Assignment
Among these entries, how many lines contain "RoomDef"? Say the number and nothing else.

Dataset entries:

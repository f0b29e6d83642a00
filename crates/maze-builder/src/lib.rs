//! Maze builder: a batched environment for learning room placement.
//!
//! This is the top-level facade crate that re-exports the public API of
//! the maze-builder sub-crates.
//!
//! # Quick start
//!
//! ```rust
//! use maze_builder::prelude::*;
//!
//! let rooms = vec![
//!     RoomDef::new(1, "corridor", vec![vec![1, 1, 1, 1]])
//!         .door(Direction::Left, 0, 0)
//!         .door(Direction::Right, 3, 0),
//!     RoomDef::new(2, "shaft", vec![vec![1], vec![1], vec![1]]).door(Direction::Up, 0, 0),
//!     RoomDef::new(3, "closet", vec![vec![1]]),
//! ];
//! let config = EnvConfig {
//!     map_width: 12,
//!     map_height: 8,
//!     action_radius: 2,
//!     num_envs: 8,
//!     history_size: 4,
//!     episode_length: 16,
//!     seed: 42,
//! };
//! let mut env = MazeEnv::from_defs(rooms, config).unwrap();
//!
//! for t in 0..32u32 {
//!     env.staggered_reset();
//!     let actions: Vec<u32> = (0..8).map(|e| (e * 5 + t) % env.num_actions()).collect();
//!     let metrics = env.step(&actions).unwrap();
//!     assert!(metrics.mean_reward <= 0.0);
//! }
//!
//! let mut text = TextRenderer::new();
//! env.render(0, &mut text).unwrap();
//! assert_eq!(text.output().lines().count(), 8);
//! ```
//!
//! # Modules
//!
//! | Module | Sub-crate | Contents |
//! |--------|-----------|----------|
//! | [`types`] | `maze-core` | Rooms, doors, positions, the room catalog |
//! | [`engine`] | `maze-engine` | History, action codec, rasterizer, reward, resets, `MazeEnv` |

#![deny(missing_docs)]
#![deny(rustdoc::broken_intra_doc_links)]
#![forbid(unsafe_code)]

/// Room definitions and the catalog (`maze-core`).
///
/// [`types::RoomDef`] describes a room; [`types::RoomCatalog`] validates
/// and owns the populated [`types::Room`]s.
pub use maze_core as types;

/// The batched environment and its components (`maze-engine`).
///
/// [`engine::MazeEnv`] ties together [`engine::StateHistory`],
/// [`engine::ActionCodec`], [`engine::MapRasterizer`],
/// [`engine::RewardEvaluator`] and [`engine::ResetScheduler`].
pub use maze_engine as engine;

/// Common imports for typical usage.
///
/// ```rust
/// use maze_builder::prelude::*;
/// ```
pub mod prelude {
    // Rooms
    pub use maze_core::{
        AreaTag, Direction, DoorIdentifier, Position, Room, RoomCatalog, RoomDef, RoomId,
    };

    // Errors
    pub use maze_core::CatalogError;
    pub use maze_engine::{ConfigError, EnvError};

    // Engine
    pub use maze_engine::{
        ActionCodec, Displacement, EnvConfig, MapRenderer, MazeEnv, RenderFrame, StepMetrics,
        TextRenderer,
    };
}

* * *

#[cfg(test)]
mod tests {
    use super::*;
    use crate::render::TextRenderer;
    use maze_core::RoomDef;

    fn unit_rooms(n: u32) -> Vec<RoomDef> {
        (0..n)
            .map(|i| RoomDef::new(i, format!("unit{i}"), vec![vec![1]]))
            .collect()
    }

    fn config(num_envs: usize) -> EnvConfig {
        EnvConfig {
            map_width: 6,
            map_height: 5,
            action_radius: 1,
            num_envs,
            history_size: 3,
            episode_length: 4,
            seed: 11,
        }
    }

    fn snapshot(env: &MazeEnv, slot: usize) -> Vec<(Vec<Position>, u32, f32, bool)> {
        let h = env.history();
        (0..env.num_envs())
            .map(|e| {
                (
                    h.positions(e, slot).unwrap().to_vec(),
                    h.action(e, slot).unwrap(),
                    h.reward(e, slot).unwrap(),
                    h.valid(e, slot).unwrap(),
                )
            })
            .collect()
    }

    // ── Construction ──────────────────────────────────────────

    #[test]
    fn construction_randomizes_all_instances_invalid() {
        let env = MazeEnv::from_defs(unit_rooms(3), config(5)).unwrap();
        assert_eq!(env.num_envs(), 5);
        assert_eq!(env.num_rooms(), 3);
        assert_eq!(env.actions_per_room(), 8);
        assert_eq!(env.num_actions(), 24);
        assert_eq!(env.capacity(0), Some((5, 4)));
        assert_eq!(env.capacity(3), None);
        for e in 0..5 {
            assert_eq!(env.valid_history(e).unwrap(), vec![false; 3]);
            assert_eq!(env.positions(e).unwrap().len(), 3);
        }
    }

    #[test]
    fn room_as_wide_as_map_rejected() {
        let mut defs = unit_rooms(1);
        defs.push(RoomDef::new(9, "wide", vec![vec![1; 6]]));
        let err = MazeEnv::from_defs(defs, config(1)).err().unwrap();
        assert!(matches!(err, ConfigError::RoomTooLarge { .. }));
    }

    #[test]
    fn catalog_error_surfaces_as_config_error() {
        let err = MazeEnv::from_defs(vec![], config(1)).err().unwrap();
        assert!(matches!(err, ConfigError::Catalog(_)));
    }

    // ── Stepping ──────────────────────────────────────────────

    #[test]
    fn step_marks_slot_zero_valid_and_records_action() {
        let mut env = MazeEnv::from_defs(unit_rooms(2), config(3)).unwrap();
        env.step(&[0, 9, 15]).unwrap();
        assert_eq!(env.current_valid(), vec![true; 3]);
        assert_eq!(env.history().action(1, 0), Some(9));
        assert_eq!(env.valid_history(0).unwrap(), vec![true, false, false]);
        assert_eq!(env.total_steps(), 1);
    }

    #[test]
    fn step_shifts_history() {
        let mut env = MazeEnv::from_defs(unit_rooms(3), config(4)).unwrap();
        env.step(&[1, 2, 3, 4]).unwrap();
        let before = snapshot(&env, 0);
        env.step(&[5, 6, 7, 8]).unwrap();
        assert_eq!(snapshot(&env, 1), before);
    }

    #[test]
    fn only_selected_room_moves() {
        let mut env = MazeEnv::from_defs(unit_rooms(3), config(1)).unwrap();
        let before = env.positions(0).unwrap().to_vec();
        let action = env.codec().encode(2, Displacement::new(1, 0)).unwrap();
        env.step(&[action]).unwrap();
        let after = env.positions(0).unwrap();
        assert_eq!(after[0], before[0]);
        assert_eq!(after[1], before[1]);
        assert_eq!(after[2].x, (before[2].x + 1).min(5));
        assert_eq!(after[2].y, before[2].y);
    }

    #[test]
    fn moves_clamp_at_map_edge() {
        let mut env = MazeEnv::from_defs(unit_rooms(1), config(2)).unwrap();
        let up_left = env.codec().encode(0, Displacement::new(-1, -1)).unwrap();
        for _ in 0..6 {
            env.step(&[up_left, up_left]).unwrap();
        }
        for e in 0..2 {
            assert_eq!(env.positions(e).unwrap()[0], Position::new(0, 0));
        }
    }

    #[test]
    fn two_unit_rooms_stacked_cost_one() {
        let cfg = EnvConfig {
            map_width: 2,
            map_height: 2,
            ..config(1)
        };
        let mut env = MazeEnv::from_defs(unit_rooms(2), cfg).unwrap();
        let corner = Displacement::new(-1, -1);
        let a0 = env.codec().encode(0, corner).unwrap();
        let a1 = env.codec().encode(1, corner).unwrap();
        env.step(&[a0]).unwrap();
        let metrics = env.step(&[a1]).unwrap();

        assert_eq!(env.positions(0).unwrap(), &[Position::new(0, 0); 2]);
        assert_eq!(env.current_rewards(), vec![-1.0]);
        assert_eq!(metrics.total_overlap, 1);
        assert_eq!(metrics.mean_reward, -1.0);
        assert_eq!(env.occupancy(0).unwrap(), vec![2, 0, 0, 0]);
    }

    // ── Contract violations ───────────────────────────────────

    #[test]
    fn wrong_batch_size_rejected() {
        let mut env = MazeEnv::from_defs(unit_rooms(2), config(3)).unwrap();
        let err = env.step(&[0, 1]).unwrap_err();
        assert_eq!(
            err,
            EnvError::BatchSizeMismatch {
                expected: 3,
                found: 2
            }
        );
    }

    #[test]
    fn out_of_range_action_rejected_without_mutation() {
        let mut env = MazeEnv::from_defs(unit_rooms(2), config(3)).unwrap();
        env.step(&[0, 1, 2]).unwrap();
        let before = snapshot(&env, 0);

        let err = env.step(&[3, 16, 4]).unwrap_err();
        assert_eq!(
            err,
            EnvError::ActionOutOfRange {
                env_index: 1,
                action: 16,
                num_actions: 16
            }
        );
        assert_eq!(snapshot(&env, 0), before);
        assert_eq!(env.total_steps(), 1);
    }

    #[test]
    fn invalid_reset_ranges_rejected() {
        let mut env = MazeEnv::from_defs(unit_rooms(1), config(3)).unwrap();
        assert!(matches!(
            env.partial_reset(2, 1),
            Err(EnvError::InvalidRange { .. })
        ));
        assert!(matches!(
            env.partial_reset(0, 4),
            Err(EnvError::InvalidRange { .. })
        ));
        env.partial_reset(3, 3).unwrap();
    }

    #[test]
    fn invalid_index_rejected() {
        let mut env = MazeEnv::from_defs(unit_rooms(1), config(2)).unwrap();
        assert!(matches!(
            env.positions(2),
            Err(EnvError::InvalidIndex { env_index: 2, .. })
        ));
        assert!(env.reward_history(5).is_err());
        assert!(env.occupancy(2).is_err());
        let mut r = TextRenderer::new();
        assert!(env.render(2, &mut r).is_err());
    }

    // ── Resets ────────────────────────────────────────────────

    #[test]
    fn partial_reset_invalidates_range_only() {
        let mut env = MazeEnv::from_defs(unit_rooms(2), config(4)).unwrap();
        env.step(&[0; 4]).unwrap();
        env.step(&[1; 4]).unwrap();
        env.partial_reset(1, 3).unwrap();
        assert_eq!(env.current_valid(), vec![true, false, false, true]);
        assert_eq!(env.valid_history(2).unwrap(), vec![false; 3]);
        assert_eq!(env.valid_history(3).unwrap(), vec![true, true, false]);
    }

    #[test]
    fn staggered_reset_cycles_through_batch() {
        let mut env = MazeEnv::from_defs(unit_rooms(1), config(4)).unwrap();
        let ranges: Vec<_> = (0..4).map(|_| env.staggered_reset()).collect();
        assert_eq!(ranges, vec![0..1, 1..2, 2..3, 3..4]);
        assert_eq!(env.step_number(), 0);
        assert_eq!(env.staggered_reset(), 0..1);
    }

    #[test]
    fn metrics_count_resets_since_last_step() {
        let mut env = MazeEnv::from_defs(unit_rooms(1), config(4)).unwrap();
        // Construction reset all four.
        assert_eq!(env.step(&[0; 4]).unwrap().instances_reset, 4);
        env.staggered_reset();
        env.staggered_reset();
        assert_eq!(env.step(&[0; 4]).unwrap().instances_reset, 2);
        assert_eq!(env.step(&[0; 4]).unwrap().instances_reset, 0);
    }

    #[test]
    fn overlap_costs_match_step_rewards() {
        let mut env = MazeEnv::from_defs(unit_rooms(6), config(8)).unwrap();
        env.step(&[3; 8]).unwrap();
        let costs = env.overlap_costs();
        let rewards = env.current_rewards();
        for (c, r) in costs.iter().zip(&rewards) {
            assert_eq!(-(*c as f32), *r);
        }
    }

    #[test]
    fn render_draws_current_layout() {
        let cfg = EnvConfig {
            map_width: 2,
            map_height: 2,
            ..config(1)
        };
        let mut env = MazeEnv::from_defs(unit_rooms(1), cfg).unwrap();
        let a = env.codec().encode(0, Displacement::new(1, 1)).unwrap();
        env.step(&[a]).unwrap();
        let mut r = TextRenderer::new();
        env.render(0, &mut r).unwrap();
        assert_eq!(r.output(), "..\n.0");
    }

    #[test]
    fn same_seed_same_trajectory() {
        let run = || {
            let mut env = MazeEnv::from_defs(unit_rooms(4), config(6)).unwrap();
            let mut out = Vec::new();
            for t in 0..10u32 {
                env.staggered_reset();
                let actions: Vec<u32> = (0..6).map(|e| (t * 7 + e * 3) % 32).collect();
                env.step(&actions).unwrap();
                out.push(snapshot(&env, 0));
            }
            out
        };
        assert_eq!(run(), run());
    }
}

Worked solution
9